Self-signed certificate error on Windows (GHES)

[adosztal]

Why are you starting this discussion?

Question

What GitHub Actions topic or product is this about?

Workflow Configuration

Discussion Details

Hello,

We have a GHES instance that uses an SSL certificate signed by my employer's CA certificate. Today I've set up a runner (v2.319.1, GHES default version) for testing purposes on my laptop, and started it as my user from a PowerShell terminal (i.e. it's not a service).

When my workflow tries to checkout a repo (actions/checkout@v4) I get the following message: Error: self-signed certificate in certificate chain. I can access the GHES instance without any certificate warnings from my browser, and I see our root and signing CA certs from the same terminal:

PS C:\Users\adosztal> Get-ChildItem Cert:\CurrentUser\Root\xxx

   PSParentPath: Microsoft.PowerShell.Security\Certificate::CurrentUser\Root

Thumbprint                                Subject
----------                                -------
xxx  CN=Company Global Root CA, O=Company, L=City, C=Country


PS C:\Users\adoosztal> Get-ChildItem Cert:\CurrentUser\CA\yyy

   PSParentPath: Microsoft.PowerShell.Security\Certificate::CurrentUser\CA

Thumbprint                                Subject
----------                                -------
yyy  CN=Company Signing CA, O=Company, L=City, C=Country

Btw the same certificates are there in the Local Machine's store too.

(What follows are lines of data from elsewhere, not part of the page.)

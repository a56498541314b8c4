//! Stationary states of a finite-difference Hamiltonian, i.e. solutions to the
//! time-independent Schrödinger equation (TISE), by direct diagonalization.

use std::cmp;
use ndarray as nd;
use ndarray_linalg::{ self as la, EighInto };
use log::debug;
use crate::{
    Arr2,
    error::XError,
    grid::{ Grid2D, IndexOrder },
};

pub type XResult<T> = Result<T, XError>;

/// A single solution to the TISE.
///
/// Borrowed from an [`Eigenstates`]; the wavefunction is a column of the
/// eigenvector matrix and has unit Euclidean norm.
#[derive(Clone, Debug)]
pub struct Solution<'a> {
    /// Energy
    pub e: f64,
    /// Wavefunction
    pub wf: nd::ArrayView1<'a, f64>,
}

impl<'a> Solution<'a> {
    /// Compare two `Solution`s by their energy.
    pub fn cmp_energy(&self, other: &Self) -> Option<cmp::Ordering> {
        self.e.partial_cmp(&other.e)
    }

    /// Return the probability density (squared magnitudes) of the wavefunction.
    pub fn density(&self) -> nd::Array1<f64> {
        self.wf.mapv(|qk| qk.powi(2))
    }
}

/// The full eigendecomposition of a real symmetric operator.
///
/// Energies are sorted in ascending order and the `k`-th column of the state
/// matrix is the (unit-norm) eigenvector belonging to the `k`-th energy.
/// Immutable after computation.
#[derive(Clone, Debug)]
pub struct Eigenstates {
    // eigenvalues, ascending
    e: nd::Array1<f64>,
    // eigenvectors as columns
    wf: nd::Array2<f64>,
}

impl Eigenstates {
    /// Compute all eigenpairs of a real symmetric matrix.
    ///
    /// Only the lower triangle of `H` is referenced.
    pub fn solve<S>(H: &Arr2<S>) -> XResult<Self>
    where S: nd::Data<Elem = f64>
    {
        debug!("solve: diagonalizing a {}×{} operator", H.nrows(), H.ncols());
        let (e, wf): (nd::Array1<f64>, nd::Array2<f64>)
            = H.to_owned().eigh_into(la::UPLO::Lower)?;
        Ok(Self { e, wf })
    }

    /// Get the number of eigenpairs.
    #[allow(clippy::len_without_is_empty)]
    pub fn len(&self) -> usize { self.e.len() }

    /// Get a reference to the (ascending) energies.
    pub fn energies(&self) -> &nd::Array1<f64> { &self.e }

    /// Get a reference to the matrix of eigenvectors, stored as columns.
    pub fn states(&self) -> &nd::Array2<f64> { &self.wf }

    /// Get the `level`-th energy, counting from 0 for the ground state.
    pub fn energy(&self, level: usize) -> XResult<f64> {
        XError::check_level(level, self.len())?;
        Ok(self.e[level])
    }

    /// Get the `level`-th eigenvector, counting from 0 for the ground state.
    pub fn state(&self, level: usize) -> XResult<nd::ArrayView1<'_, f64>> {
        XError::check_level(level, self.len())?;
        Ok(self.wf.column(level))
    }

    /// Get the `level`-th eigenpair.
    pub fn solution(&self, level: usize) -> XResult<Solution<'_>> {
        Ok(Solution { e: self.energy(level)?, wf: self.state(level)? })
    }

    /// Iterate over all eigenpairs in order of ascending energy.
    pub fn iter(&self) -> impl Iterator<Item = Solution<'_>> + '_ {
        self.e.iter().zip(self.wf.columns())
            .map(|(&e, wf)| Solution { e, wf })
    }

    /// Return the squared magnitudes of the `level`-th eigenvector.
    pub fn density(&self, level: usize) -> XResult<nd::Array1<f64>> {
        Ok(self.state(level)?.mapv(|qk| qk.powi(2)))
    }

    /// Return the squared magnitudes of the `level`-th eigenvector reshaped
    /// onto the `(ny, nx)` lattice of `grid`.
    ///
    /// `order` must be the ordering the diagonalized operator was built with.
    /// Values are squared vector components, so they sum to 1 over the
    /// lattice; divide by `dx * dy` to obtain a continuum probability density.
    pub fn density_surface(&self, level: usize, grid: &Grid2D, order: IndexOrder)
        -> XResult<nd::Array2<f64>>
    {
        let rho = self.density(level)?;
        Ok(grid.unflatten(&rho, order)?)
    }
}

#[cfg(test)]
mod tests {
    use super::*;
    use approx::assert_abs_diff_eq;
    use crate::{
        analytic,
        grid::Grid1D,
        hamiltonian::{ Hamiltonian1D, Hamiltonian2D },
        potential,
    };

    // all quantum number pairs (a, b) with 1 ≤ a, b ≤ n
    fn pairs(n: usize) -> impl Iterator<Item = (usize, usize)> {
        (1..=n).flat_map(move |a| (1..=n).map(move |b| (a, b)))
    }

    fn box_grid() -> Grid2D { Grid2D::square((-3.0, 3.0), 5).unwrap() }

    #[test]
    fn spectrum_is_complete_sorted_and_normalized() {
        let grid = box_grid();
        let h = Hamiltonian2D::new(&grid, IndexOrder::RowMajor, potential::zero_2d);
        let states = h.eigenstates().unwrap();
        assert_eq!(states.len(), 25);
        assert_eq!(states.states().dim(), (25, 25));
        assert!(
            states.energies().iter().zip(states.energies().iter().skip(1))
                .all(|(ek, ekp1)| ek <= ekp1)
        );
        for sol in states.iter() {
            let norm: f64 = sol.wf.iter().map(|qk| qk.powi(2)).sum::<f64>().sqrt();
            assert_abs_diff_eq!(norm, 1.0, epsilon = 1e-10);
        }
        assert!(matches!(
            states.energy(25), Err(XError::BadLevel { level: 25, len: 25 })));
    }

    #[test]
    fn spectrum_matches_separable_box() {
        let grid = box_grid();
        let dx = grid.get_dx();
        let mut expected: Vec<f64>
            = pairs(5)
            .map(|(a, b)| {
                analytic::box_energy_fd(a, 5, dx) + analytic::box_energy_fd(b, 5, dx)
            })
            .collect();
        expected.sort_by(|l, r| l.partial_cmp(r).unwrap());
        for order in [IndexOrder::RowMajor, IndexOrder::ColumnMajor] {
            let h = Hamiltonian2D::new(&grid, order, potential::zero_2d);
            let states = h.eigenstates().unwrap();
            for (e, e_exp) in states.energies().iter().zip(&expected) {
                assert_abs_diff_eq!(*e, *e_exp, epsilon = 1e-10);
            }
        }
    }

    #[test]
    fn nondegenerate_density_matches_analytic() {
        let grid = box_grid();
        let cell = grid.get_dx() * grid.get_dy();
        // level 0 is the (1, 1) state, level 3 the (2, 2) state
        for (level, qn) in [(0, (1, 1)), (3, (2, 2))] {
            let analytic = analytic::box_density_2d(&grid, qn);
            for order in [IndexOrder::RowMajor, IndexOrder::ColumnMajor] {
                let h = Hamiltonian2D::new(&grid, order, potential::zero_2d);
                let states = h.eigenstates().unwrap();
                let surf = states.density_surface(level, &grid, order).unwrap();
                assert_eq!(surf.dim(), (5, 5));
                assert_abs_diff_eq!(surf.sum(), 1.0, epsilon = 1e-10);
                for (num, ana) in surf.iter().zip(analytic.iter()) {
                    assert_abs_diff_eq!(*num / cell, *ana, epsilon = 1e-10);
                }
            }
        }
    }

    #[test]
    fn harmonic_ground_state() {
        let grid = Grid1D::new_linspace(-10.0, 10.0, 500).unwrap();
        let h = Hamiltonian1D::new(&grid, potential::harmonic(1.0));
        let states = h.eigenstates().unwrap();
        for n in 0..4 {
            assert_abs_diff_eq!(states.energy(n).unwrap(), n as f64 + 0.5, epsilon = 1e-2);
        }
        let sol = states.solution(0).unwrap();
        let rho = sol.density();
        let imax
            = rho.iter().enumerate()
            .max_by(|(_, l), (_, r)| l.partial_cmp(r).unwrap())
            .map(|(i, _)| i)
            .unwrap();
        assert!(grid.get_x()[imax].abs() < 0.05);
    }
}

The runner can initially connect to GitHub when I start it with run.cmd:

PS C:\actions-runner> .\run.cmd
        1 file(s) copied.

√ Connected to GitHub

Current runner version: '2.319.1'
2025-06-19 11:14:38Z: Listening for Jobs

I tried the same from an Administrator PS window too, I got the same error.

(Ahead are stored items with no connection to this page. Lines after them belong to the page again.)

//! Common potential-energy functions.
//!
//! Potentials are plain closures, sampled onto a grid when a Hamiltonian is
//! built (see [`Hamiltonian1D::new`][crate::hamiltonian::Hamiltonian1D::new]
//! and [`Hamiltonian2D::new`][crate::hamiltonian::Hamiltonian2D::new]). Any
//! `Fn(f64) -> f64` (or `Fn(f64, f64) -> f64` in 2D) can be used in their
//! place.

/// Null potential.
pub fn zero(_x: f64) -> f64 { 0.0 }

/// Null potential in two dimensions.
pub fn zero_2d(_x: f64, _y: f64) -> f64 { 0.0 }

/// Rectangular barrier of height `height` over the closed interval
/// `[bounds.0, bounds.1]`, zero elsewhere.
pub fn barrier(height: f64, bounds: (f64, f64)) -> impl Fn(f64) -> f64 {
    let (lo, hi) = bounds;
    move |x| if (lo..=hi).contains(&x) { height } else { 0.0 }
}

/// Harmonic potential `k x² / 2`.
pub fn harmonic(k: f64) -> impl Fn(f64) -> f64 {
    move |x| 0.5 * k * x.powi(2)
}

/// Isotropic harmonic potential `k (x² + y²) / 2`.
pub fn harmonic_2d(k: f64) -> impl Fn(f64, f64) -> f64 {
    move |x, y| 0.5 * k * (x.powi(2) + y.powi(2))
}

/// Periodic array of square wells, `height * |round(sin(freq * x))|`.
pub fn square_wave(height: f64, freq: f64) -> impl Fn(f64) -> f64 {
    move |x| height * (freq * x).sin().round().abs()
}

#[cfg(test)]
mod tests {
    use super::*;

    #[test]
    fn barrier_bounds_are_inclusive() {
        let v = barrier(0.3, (-2.0, 2.0));
        assert_eq!(v(-2.0), 0.3);
        assert_eq!(v(0.0), 0.3);
        assert_eq!(v(2.0), 0.3);
        assert_eq!(v(-2.2), 0.0);
        assert_eq!(v(2.2), 0.0);
    }

    #[test]
    fn square_wave_levels() {
        let v = square_wave(1.5, 3.0);
        assert_eq!(v(0.0), 0.0);
        assert_eq!(v(std::f64::consts::FRAC_PI_6), 1.5);
        assert_eq!(v(-std::f64::consts::FRAC_PI_6), 1.5);
    }
}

How can I make the workflow use the proper certificates? Is there a way to point to the Windows certificate store with env.NODE_EXTRA_CA_CERTS?

[shakibbinkabir]

It sounds like your runner isn't trusting your company's CA certificates, even though they're in your Windows certificate store. The self-signed certificate in certificate chain error typically means Node.js (which powers the runner and actions) doesn't know about your internal CAs.

NODE_EXTRA_CA_CERTS is a good lead! However, it expects a path to a file containing PEM-encoded certificates, not a direct link to the Windows store.

Here's how you can likely fix it:

1. Export your CA certificates: Export your "Company Global Root CA" and "Company Signing CA" from the Windows certificate store into a single file in PEM format (Base64 encoded X.509). You can do this using the Certificate Manager (certmgr.msc).

2. Set NODE_EXTRA_CA_CERTS: Before running run.cmd, set the NODE_EXTRA_CA_CERTS environment variable to the path of the PEM file you created.

   $env:NODE_EXTRA_CA_CERTS="C:\path\to\your\ca_certs.pem"
   .\run.cmd

This should instruct Node.js to trust your custom CA certificates, resolving the self-signed certificate error.

[adosztal]

Thank you, @shakibbinkabir! My workflow is running fine now.